**WHAT THE EXERCISE ASKS**. Nothing but a full, exact copy of the data is needed.

**SUPPLIED INFORMATION**.
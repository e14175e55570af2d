//! Shared request/response types, content records and the error type.
//!
//! Everything in here is used on both sides of the wire: the axum handlers
//! serialize these types and the admin client in [`crate::client`]
//! deserializes them.

use serde::{Deserialize, Serialize};

/// Typed content records for every portfolio section.
pub mod content;

pub use content::*;

// ============= Response Envelope =============

/// The `{success, data, message}` envelope every endpoint answers with.
///
/// Clients branch on `success` before trusting `data`.
#[derive(Debug, Clone, Serialize, Deserialize)]
pub struct ApiResponse<T> {
    pub success: bool,
    #[serde(skip_serializing_if = "Option::is_none")]
    pub data: Option<T>,
    #[serde(default, skip_serializing_if = "Option::is_none")]
    pub message: Option<String>,
    /// Item count for list endpoints
    #[serde(default, skip_serializing_if = "Option::is_none")]
    pub total: Option<usize>,
    /// Identifier assigned by the server on create
    #[serde(default, skip_serializing_if = "Option::is_none")]
    pub id: Option<String>,
    /// Public location of an uploaded file
    #[serde(default, skip_serializing_if = "Option::is_none")]
    pub url: Option<String>,
}

impl<T> ApiResponse<T> {
    pub fn ok(data: T) -> Self {
        Self {
            success: true,
            data: Some(data),
            message: None,
            total: None,
            id: None,
            url: None,
        }
    }

    pub fn with_message(mut self, message: impl Into<String>) -> Self {
        self.message = Some(message.into());
        self
    }

    pub fn with_id(mut self, id: impl Into<String>) -> Self {
        self.id = Some(id.into());
        self
    }

    pub fn with_url(mut self, url: impl Into<String>) -> Self {
        self.url = Some(url.into());
        self
    }
}

impl<T> ApiResponse<Vec<T>> {
    /// A list response carrying `total`.
    pub fn list(data: Vec<T>) -> Self {
        let total = data.len();
        Self {
            total: Some(total),
            ..Self::ok(data)
        }
    }
}

impl ApiResponse<()> {
    /// A data-less success carrying only a human-readable message.
    pub fn done(message: impl Into<String>) -> Self {
        Self {
            success: true,
            data: None,
            message: Some(message.into()),
            total: None,
            id: None,
            url: None,
        }
    }
}

// ============= Authentication Types =============

#[derive(Debug, Clone, Serialize, Deserialize)]
pub struct LoginRequest {
    pub username: String,
    pub password: String,
}

#[derive(Debug, Clone, Serialize, Deserialize)]
pub struct TokenResponse {
    pub access_token: String,
    pub token_type: String,
    pub expires_in: i64,
}

#[derive(Debug, Clone, Serialize, Deserialize)]
pub struct Claims {
    /// Admin username
    pub sub: String,
    pub role: AdminRole,
    pub exp: usize,
    pub iat: usize,
}

// ============= Error Types =============

/// A single offending field, rendered the way validation errors travel on
/// the wire: `{"loc": ["body", field], "msg": ...}`.
#[derive(Debug, Clone, PartialEq, Eq, Serialize, Deserialize)]
pub struct FieldError {
    pub field: String,
    pub msg: String,
}

impl FieldError {
    pub fn new(field: impl Into<String>, msg: impl Into<String>) -> Self {
        Self {
            field: field.into(),
            msg: msg.into(),
        }
    }
}

#[derive(Debug, thiserror::Error)]
pub enum AppError {
    #[error("Database error: {0}")]
    Database(String),

    #[error("Authentication error: {0}")]
    Auth(String),

    #[error("Forbidden: {0}")]
    Forbidden(String),

    #[error("Not found: {0}")]
    NotFound(String),

    #[error("Invalid input: {0}")]
    InvalidInput(String),

    #[error("Validation error: {} for field '{}'", .0.msg, .0.field)]
    Validation(FieldError),

    #[error("Conflict: {0}")]
    Conflict(String),

    #[error("Internal error: {0}")]
    Internal(String),
}

impl From<FieldError> for AppError {
    fn from(err: FieldError) -> Self {
        AppError::Validation(err)
    }
}

impl From<axum::extract::rejection::JsonRejection> for AppError {
    fn from(rejection: axum::extract::rejection::JsonRejection) -> Self {
        AppError::InvalidInput(rejection.body_text())
    }
}

impl axum::response::IntoResponse for AppError {
    fn into_response(self) -> axum::response::Response {
        use axum::http::StatusCode;

        let (status, detail) = match self {
            AppError::Database(msg) => {
                tracing::error!("database failure: {}", msg);
                (
                    StatusCode::INTERNAL_SERVER_ERROR,
                    serde_json::Value::from("Internal server error"),
                )
            }
            AppError::Internal(msg) => {
                tracing::error!("internal failure: {}", msg);
                (
                    StatusCode::INTERNAL_SERVER_ERROR,
                    serde_json::Value::from("Internal server error"),
                )
            }
            AppError::Auth(msg) => (StatusCode::UNAUTHORIZED, msg.into()),
            AppError::Forbidden(msg) => (StatusCode::FORBIDDEN, msg.into()),
            AppError::NotFound(msg) => (StatusCode::NOT_FOUND, msg.into()),
            AppError::InvalidInput(msg) => (StatusCode::BAD_REQUEST, msg.into()),
            AppError::Conflict(msg) => (StatusCode::CONFLICT, msg.into()),
            AppError::Validation(err) => (
                StatusCode::UNPROCESSABLE_ENTITY,
                serde_json::json!([{
                    "loc": ["body", err.field],
                    "msg": err.msg,
                    "type": "value_error"
                }]),
            ),
        };

        let body = serde_json::json!({
            "success": false,
            "detail": detail
        });

        (status, axum::Json(body)).into_response()
    }
}

pub type Result<T> = std::result::Result<T, AppError>;

#[cfg(test)]
mod tests {
    use super::*;
    use serde_json::json;

    #[test]
    fn test_envelope_without_data_for_record_type() {
        // AdminUser has no Default; a data-less envelope must still decode
        let response: ApiResponse<AdminUser> =
            serde_json::from_value(json!({ "success": false, "message": "Admin not found" }))
                .unwrap();

        assert!(!response.success);
        assert!(response.data.is_none());
        assert_eq!(response.message.as_deref(), Some("Admin not found"));
    }

    #[test]
    fn test_envelope_with_record_list() {
        let response: ApiResponse<Vec<Project>> = serde_json::from_value(json!({
            "success": true,
            "data": [{
                "id": "p-1",
                "title": "Folio",
                "description": "CMS",
                "status": "completed",
                "createdAt": "2026-01-01T00:00:00Z",
                "updatedAt": "2026-01-01T00:00:00Z"
            }],
            "total": 1
        }))
        .unwrap();

        assert_eq!(response.total, Some(1));
        assert_eq!(response.data.unwrap()[0].title, "Folio");
    }

    #[test]
    fn test_validation_error_renders_as_field_list() {
        use axum::response::IntoResponse;

        let response = AppError::from(FieldError::new("title", "field required")).into_response();
        assert_eq!(response.status(), axum::http::StatusCode::UNPROCESSABLE_ENTITY);
    }
}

**REPLY TO THE EXERCISE**.
repository e14175e55570af2d
//! Shared request/response types, content records and the error type.
//!
//! Everything in here is used on both sides of the wire: the axum handlers
//! serialize these types and the admin client in [`crate::client`]
//! deserializes them.

use serde::{Deserialize, Serialize};

/// Typed content records for every portfolio section.
pub mod content;

pub use content::*;

// ============= Response Envelope =============

/// The `{success, data, message}` envelope every endpoint answers with.
///
/// Clients branch on `success` before trusting `data`.
#[derive(Debug, Clone, Serialize, Deserialize)]
pub struct ApiResponse<T> {
    pub success: bool,
    #[serde(skip_serializing_if = "Option::is_none")]
    pub data: Option<T>,
    #[serde(default, skip_serializing_if = "Option::is_none")]
    pub message: Option<String>,
    /// Item count for list endpoints
    #[serde(default, skip_serializing_if = "Option::is_none")]
    pub total: Option<usize>,
    /// Identifier assigned by the server on create
    #[serde(default, skip_serializing_if = "Option::is_none")]
    pub id: Option<String>,
    /// Public location of an uploaded file
    #[serde(default, skip_serializing_if = "Option::is_none")]
    pub url: Option<String>,
}

impl<T> ApiResponse<T> {
    pub fn ok(data: T) -> Self {
        Self {
            success: true,
            data: Some(data),
            message: None,
            total: None,
            id: None,
            url: None,
        }
    }

    pub fn with_message(mut self, message: impl Into<String>) -> Self {
        self.message = Some(message.into());
        self
    }

    pub fn with_id(mut self, id: impl Into<String>) -> Self {
        self.id = Some(id.into());
        self
    }

    pub fn with_url(mut self, url: impl Into<String>) -> Self {
        self.url = Some(url.into());
        self
    }
}

impl<T> ApiResponse<Vec<T>> {
    /// A list response carrying `total`.
    pub fn list(data: Vec<T>) -> Self {
        let total = data.len();
        Self {
            total: Some(total),
            ..Self::ok(data)
        }
    }
}

impl ApiResponse<()> {
    /// A data-less success carrying only a human-readable message.
    pub fn done(message: impl Into<String>) -> Self {
        Self {
            success: true,
            data: None,
            message: Some(message.into()),
            total: None,
            id: None,
            url: None,
        }
    }
}

// ============= Authentication Types =============

#[derive(Debug, Clone, Serialize, Deserialize)]
pub struct LoginRequest {
    pub username: String,
    pub password: String,
}

#[derive(Debug, Clone, Serialize, Deserialize)]
pub struct TokenResponse {
    pub access_token: String,
    pub token_type: String,
    pub expires_in: i64,
}

#[derive(Debug, Clone, Serialize, Deserialize)]
pub struct Claims {
    /// Admin username
    pub sub: String,
    pub role: AdminRole,
    pub exp: usize,
    pub iat: usize,
}

// ============= Error Types =============

/// A single offending field, rendered the way validation errors travel on
/// the wire: `{"loc": ["body", field], "msg": ...}`.
#[derive(Debug, Clone, PartialEq, Eq, Serialize, Deserialize)]
pub struct FieldError {
    pub field: String,
    pub msg: String,
}

impl FieldError {
    pub fn new(field: impl Into<String>, msg: impl Into<String>) -> Self {
        Self {
            field: field.into(),
            msg: msg.into(),
        }
    }
}

#[derive(Debug, thiserror::Error)]
pub enum AppError {
    #[error("Database error: {0}")]
    Database(String),

    #[error("Authentication error: {0}")]
    Auth(String),

    #[error("Forbidden: {0}")]
    Forbidden(String),

    #[error("Not found: {0}")]
    NotFound(String),

    #[error("Invalid input: {0}")]
    InvalidInput(String),

    #[error("Validation error: {} for field '{}'", .0.msg, .0.field)]
    Validation(FieldError),

    #[error("Conflict: {0}")]
    Conflict(String),

    #[error("Internal error: {0}")]
    Internal(String),
}

impl From<FieldError> for AppError {
    fn from(err: FieldError) -> Self {
        AppError::Validation(err)
    }
}

impl From<axum::extract::rejection::JsonRejection> for AppError {
    fn from(rejection: axum::extract::rejection::JsonRejection) -> Self {
        AppError::InvalidInput(rejection.body_text())
    }
}

impl axum::response::IntoResponse for AppError {
    fn into_response(self) -> axum::response::Response {
        use axum::http::StatusCode;

        let (status, detail) = match self {
            AppError::Database(msg) => {
                tracing::error!("database failure: {}", msg);
                (
                    StatusCode::INTERNAL_SERVER_ERROR,
                    serde_json::Value::from("Internal server error"),
                )
            }
            AppError::Internal(msg) => {
                tracing::error!("internal failure: {}", msg);
                (
                    StatusCode::INTERNAL_SERVER_ERROR,
                    serde_json::Value::from("Internal server error"),
                )
            }
            AppError::Auth(msg) => (StatusCode::UNAUTHORIZED, msg.into()),
            AppError::Forbidden(msg) => (StatusCode::FORBIDDEN, msg.into()),
            AppError::NotFound(msg) => (StatusCode::NOT_FOUND, msg.into()),
            AppError::InvalidInput(msg) => (StatusCode::BAD_REQUEST, msg.into()),
            AppError::Conflict(msg) => (StatusCode::CONFLICT, msg.into()),
            AppError::Validation(err) => (
                StatusCode::UNPROCESSABLE_ENTITY,
                serde_json::json!([{
                    "loc": ["body", err.field],
                    "msg": err.msg,
                    "type": "value_error"
                }]),
            ),
        };

        let body = serde_json::json!({
            "success": false,
            "detail": detail
        });

        (status, axum::Json(body)).into_response()
    }
}

pub type Result<T> = std::result::Result<T, AppError>;

#[cfg(test)]
mod tests {
    use super::*;
    use serde_json::json;

    #[test]
    fn test_envelope_without_data_for_record_type() {
        // AdminUser has no Default; a data-less envelope must still decode
        let response: ApiResponse<AdminUser> =
            serde_json::from_value(json!({ "success": false, "message": "Admin not found" }))
                .unwrap();

        assert!(!response.success);
        assert!(response.data.is_none());
        assert_eq!(response.message.as_deref(), Some("Admin not found"));
    }

    #[test]
    fn test_envelope_with_record_list() {
        let response: ApiResponse<Vec<Project>> = serde_json::from_value(json!({
            "success": true,
            "data": [{
                "id": "p-1",
                "title": "Folio",
                "description": "CMS",
                "status": "completed",
                "createdAt": "2026-01-01T00:00:00Z",
                "updatedAt": "2026-01-01T00:00:00Z"
            }],
            "total": 1
        }))
        .unwrap();

        assert_eq!(response.total, Some(1));
        assert_eq!(response.data.unwrap()[0].title, "Folio");
    }

    #[test]
    fn test_validation_error_renders_as_field_list() {
        use axum::response::IntoResponse;

        let response = AppError::from(FieldError::new("title", "field required")).into_response();
        assert_eq!(response.status(), axum::http::StatusCode::UNPROCESSABLE_ENTITY);
    }
}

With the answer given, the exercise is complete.